▶ Work to be completed
After going through the data below, state how many lines contain "broadcast", and nothing else.

Records from a dataset:
Start of Block

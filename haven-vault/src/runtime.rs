//! Decrypted runtime state shared by the cell store and the lifecycle.

use crate::cache::PlaintextCache;
use crate::error::{VaultError, VaultResult};
use parking_lot::RwLock;
use serde::Serialize;
use serde_json::{Map, Value};
use std::collections::BTreeMap;
use std::sync::Arc;

/// Lifecycle phase of the runtime store.
///
/// `Uninitialized → FirstLaunch | Loaded → Runtime → Encrypting → Terminated`
#[derive(Debug, Clone, Copy, PartialEq, Eq, Serialize)]
#[serde(rename_all = "SCREAMING_SNAKE_CASE")]
pub enum StorePhase {
    Uninitialized,
    FirstLaunch,
    Loaded,
    Runtime,
    Encrypting,
    Terminated,
}

impl StorePhase {
    /// Whether runtime maps may be read and written in this phase.
    #[must_use]
    pub fn is_open(self) -> bool {
        matches!(self, Self::FirstLaunch | Self::Loaded | Self::Runtime)
    }

    pub(crate) fn ensure_open(self) -> VaultResult<()> {
        match self {
            Self::Uninitialized => Err(VaultError::NotInitialized),
            Self::Encrypting | Self::Terminated => Err(VaultError::Sealed(self)),
            _ => Ok(()),
        }
    }
}

/// Runtime maps. Secure values stay ciphertext here; plaintext lives only
/// in `decrypted`, which is never persisted.
pub(crate) struct Runtime {
    pub phase: StorePhase,
    pub plain: Map<String, Value>,
    pub secure: BTreeMap<String, String>,
    pub decrypted: PlaintextCache<String>,
}

impl Runtime {
    fn new() -> Self {
        Self {
            phase: StorePhase::Uninitialized,
            plain: Map::new(),
            secure: BTreeMap::new(),
            decrypted: PlaintextCache::new(),
        }
    }

    pub fn clear(&mut self) {
        self.plain.clear();
        self.secure.clear();
        self.decrypted.clear();
    }
}

pub(crate) type SharedRuntime = Arc<RwLock<Runtime>>;

pub(crate) fn shared() -> SharedRuntime {
    Arc::new(RwLock::new(Runtime::new()))
}
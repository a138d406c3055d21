//! Desktop store facade: one entry point over plain and secure runtime keys.

use crate::backend::KvBackend;
use crate::cell::SecureCellStore;
use crate::classify::is_secure_key;
use crate::error::VaultResult;
use crate::events::{ChangeFeed, ChangeSink, StoreChange};
use crate::lifecycle::BlobLifecycle;
use crate::runtime::{self, SharedRuntime};
use haven_crypto::StringEncryptor;
use serde_json::Value;
use std::sync::Arc;
use tracing::warn;

/// Runtime key/value store routed by [`is_secure_key`].
pub struct DesktopStore {
    runtime: SharedRuntime,
    cells: SecureCellStore,
    lifecycle: BlobLifecycle,
    events: ChangeFeed<StoreChange>,
}

impl DesktopStore {
    /// Creates the store over a backend. Call
    /// [`BlobLifecycle::initialize_store`] before use.
    pub fn new(backend: Arc<dyn KvBackend>, encryptor: Arc<dyn StringEncryptor>) -> Self {
        let runtime = runtime::shared();
        let events = ChangeFeed::new();
        Self {
            cells: SecureCellStore::new(runtime.clone(), encryptor.clone(), events.clone()),
            lifecycle: BlobLifecycle::new(backend, encryptor, runtime.clone()),
            runtime,
            events,
        }
    }

    /// The blob lifecycle manager.
    pub fn lifecycle(&self) -> &BlobLifecycle {
        &self.lifecycle
    }

    /// The secure cell view.
    pub fn cells(&self) -> &SecureCellStore {
        &self.cells
    }

    /// Attaches a sink that sees every later write, plain or secure.
    /// Secure values arrive redacted.
    pub fn attach(&self, sink: Arc<dyn ChangeSink<StoreChange>>) {
        self.events.attach(sink);
    }

    /// Reads a key. Secure values are JSON-decoded from their plaintext.
    pub fn get(&self, key: &str) -> VaultResult<Option<Value>> {
        if is_secure_key(key) {
            return Ok(self.cells.get(key)?.map(decode_secure));
        }
        let rt = self.runtime.read();
        rt.phase.ensure_open()?;
        Ok(rt.plain.get(key).cloned())
    }

    /// Writes a key.
    pub fn set(&self, key: &str, value: Value) -> VaultResult<()> {
        if is_secure_key(key) {
            return self.cells.set(key, &serde_json::to_string(&value)?);
        }
        let old = {
            let mut rt = self.runtime.write();
            rt.phase.ensure_open()?;
            rt.plain.insert(key.to_string(), value.clone())
        };
        self.events.emit(&StoreChange {
            key: key.to_string(),
            new_value: Some(value),
            old_value: old,
        });
        Ok(())
    }

    /// Deletes a key.
    pub fn delete(&self, key: &str) -> VaultResult<()> {
        if is_secure_key(key) {
            return self.cells.delete(key);
        }
        let old = {
            let mut rt = self.runtime.write();
            rt.phase.ensure_open()?;
            rt.plain.remove(key)
        };
        if old.is_some() {
            self.events.emit(&StoreChange {
                key: key.to_string(),
                new_value: None,
                old_value: old,
            });
        }
        Ok(())
    }

    /// Lists plain and secure keys.
    pub fn keys(&self) -> VaultResult<Vec<String>> {
        let rt = self.runtime.read();
        rt.phase.ensure_open()?;
        Ok(rt.plain.keys().chain(rt.secure.keys()).cloned().collect())
    }
}

fn decode_secure(plain: String) -> Value {
    serde_json::from_str(&plain).unwrap_or_else(|e| {
        warn!(error = %e, "Secure value is not JSON, returning it as a string");
        Value::String(plain)
    })
}
//! Change broadcast registry.
//!
//! Three namespaces (generic settings, profile preferences, API keys), each
//! mapping an observer to the set of names it watches. Observers connect
//! through [`WatchRegistry::connect`] and receive notifications on the
//! returned [`Observer`]; dropping it unregisters everything.

use crate::classify::{SettingKind, classify};
use crate::error::{SettingsError, SettingsResult};
use haven_types::ObserverId;
use parking_lot::Mutex;
use serde_json::Value;
use std::collections::{HashMap, HashSet};
use std::sync::{Arc, Weak};
use tokio::sync::mpsc;
use tracing::debug;

/// A setting change pushed to watching observers.
#[derive(Debug, Clone, PartialEq)]
pub struct ChangeNotification {
    pub key: String,
    pub new_value: Option<Value>,
    pub old_value: Option<Value>,
}

/// Watch namespace.
#[derive(Debug, Clone, Copy, PartialEq, Eq, Hash)]
pub enum Namespace {
    Generic,
    Preferences,
    ApiKeys,
}

/// Namespace and watched name for a classified key. API keys are watched
/// by type so every spelling of the same key matches.
fn watch_slot(kind: SettingKind, key: &str) -> (Namespace, String) {
    match kind {
        SettingKind::Preference => (Namespace::Preferences, key.to_string()),
        SettingKind::ApiKey(t) => (Namespace::ApiKeys, t.as_str().to_string()),
        SettingKind::Generic => (Namespace::Generic, key.to_string()),
    }
}

#[derive(Default)]
struct Registry {
    senders: HashMap<ObserverId, mpsc::UnboundedSender<ChangeNotification>>,
    watches: HashMap<Namespace, HashMap<ObserverId, HashSet<String>>>,
}

impl Registry {
    fn forget(&mut self, id: ObserverId) {
        self.senders.remove(&id);
        for observers in self.watches.values_mut() {
            observers.remove(&id);
        }
        self.watches.retain(|_, observers| !observers.is_empty());
    }
}

/// Tracks which observers watch which keys.
#[derive(Default)]
pub struct WatchRegistry {
    inner: Mutex<Registry>,
}

impl WatchRegistry {
    pub fn new() -> Arc<Self> {
        Arc::new(Self::default())
    }

    /// Connects a new observer. Its registrations live as long as the
    /// returned handle.
    pub fn connect(self: &Arc<Self>) -> Observer {
        let id = ObserverId::new();
        let (tx, rx) = mpsc::unbounded_channel();
        self.inner.lock().senders.insert(id, tx);
        debug!(observer = %id, "Observer connected");
        Observer {
            id,
            registry: Arc::downgrade(self),
            receiver: rx,
        }
    }

    /// Adds keys to an observer's watch sets. Re-watching is a no-op.
    ///
    /// All keys are classified before anything is registered.
    pub fn watch(&self, id: ObserverId, keys: &[&str]) -> SettingsResult<()> {
        let slots = keys
            .iter()
            .map(|key| classify(key).map(|kind| watch_slot(kind, key)))
            .collect::<SettingsResult<Vec<_>>>()?;

        let mut reg = self.inner.lock();
        if !reg.senders.contains_key(&id) {
            return Err(SettingsError::UnknownObserver(id));
        }
        for (namespace, name) in slots {
            reg.watches
                .entry(namespace)
                .or_default()
                .entry(id)
                .or_default()
                .insert(name);
        }
        Ok(())
    }

    /// Removes the given keys, or every registration when `keys` is `None`.
    /// Never fails; unknown keys and observers are ignored.
    pub fn unwatch(&self, id: ObserverId, keys: Option<&[&str]>) {
        let mut reg = self.inner.lock();
        match keys {
            None => {
                for observers in reg.watches.values_mut() {
                    observers.remove(&id);
                }
            }
            Some(keys) => {
                for key in keys {
                    let Ok(kind) = classify(key) else { continue };
                    let (namespace, name) = watch_slot(kind, key);
                    if let Some(set) = reg
                        .watches
                        .get_mut(&namespace)
                        .and_then(|observers| observers.get_mut(&id))
                    {
                        set.remove(&name);
                    }
                }
            }
        }
        for observers in reg.watches.values_mut() {
            observers.retain(|_, set| !set.is_empty());
        }
        reg.watches.retain(|_, observers| !observers.is_empty());
    }

    /// Notifies every observer watching `key`. Observers whose receiver is
    /// gone are skipped and dropped. Returns the number notified.
    pub fn broadcast(
        &self,
        kind: SettingKind,
        key: &str,
        new_value: Option<Value>,
        old_value: Option<Value>,
    ) -> usize {
        let (namespace, name) = watch_slot(kind, key);
        let notification = ChangeNotification {
            key: key.to_string(),
            new_value,
            old_value,
        };

        let mut reg = self.inner.lock();
        let targets: Vec<ObserverId> = reg
            .watches
            .get(&namespace)
            .map(|observers| {
                observers
                    .iter()
                    .filter(|(_, set)| set.contains(&name))
                    .map(|(id, _)| *id)
                    .collect()
            })
            .unwrap_or_default();

        let mut delivered = 0;
        let mut gone = Vec::new();
        for id in targets {
            match reg.senders.get(&id) {
                Some(tx) if tx.send(notification.clone()).is_ok() => delivered += 1,
                _ => gone.push(id),
            }
        }
        for id in gone {
            debug!(observer = %id, "Skipping disconnected observer");
            reg.forget(id);
        }
        delivered
    }

    /// Names an observer watches in a namespace, sorted.
    pub fn watched(&self, id: ObserverId, namespace: Namespace) -> Vec<String> {
        let reg = self.inner.lock();
        let mut names: Vec<String> = reg
            .watches
            .get(&namespace)
            .and_then(|observers| observers.get(&id))
            .map(|set| set.iter().cloned().collect())
            .unwrap_or_default();
        names.sort();
        names
    }

    /// Whether the namespace holds any entry for this observer.
    pub fn has_entry(&self, id: ObserverId, namespace: Namespace) -> bool {
        self.inner
            .lock()
            .watches
            .get(&namespace)
            .is_some_and(|observers| observers.contains_key(&id))
    }

    /// Connected observers.
    pub fn observer_count(&self) -> usize {
        self.inner.lock().senders.len()
    }

    fn disconnect(&self, id: ObserverId) {
        self.inner.lock().forget(id);
        debug!(observer = %id, "Observer disconnected");
    }
}

/// A connected observer. Dropping it removes all of its registrations.
pub struct Observer {
    id: ObserverId,
    registry: Weak<WatchRegistry>,
    receiver: mpsc::UnboundedReceiver<ChangeNotification>,
}

impl Observer {
    pub fn id(&self) -> ObserverId {
        self.id
    }

    pub fn watch(&self, keys: &[&str]) -> SettingsResult<()> {
        match self.registry.upgrade() {
            Some(registry) => registry.watch(self.id, keys),
            None => Err(SettingsError::UnknownObserver(self.id)),
        }
    }

    pub fn unwatch(&self, keys: Option<&[&str]>) {
        if let Some(registry) = self.registry.upgrade() {
            registry.unwatch(self.id, keys);
        }
    }

    /// Waits for the next notification.
    pub async fn recv(&mut self) -> Option<ChangeNotification> {
        self.receiver.recv().await
    }

    /// Returns a pending notification without waiting.
    pub fn try_recv(&mut self) -> Option<ChangeNotification> {
        self.receiver.try_recv().ok()
    }

    /// Stops receiving while keeping the handle. The registry drops this
    /// observer the next time a broadcast reaches it.
    pub fn close(&mut self) {
        self.receiver.close();
    }
}

impl Drop for Observer {
    fn drop(&mut self) {
        if let Some(registry) = self.registry.upgrade() {
            registry.disconnect(self.id);
        }
    }
}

End of Block

▶ Task response
3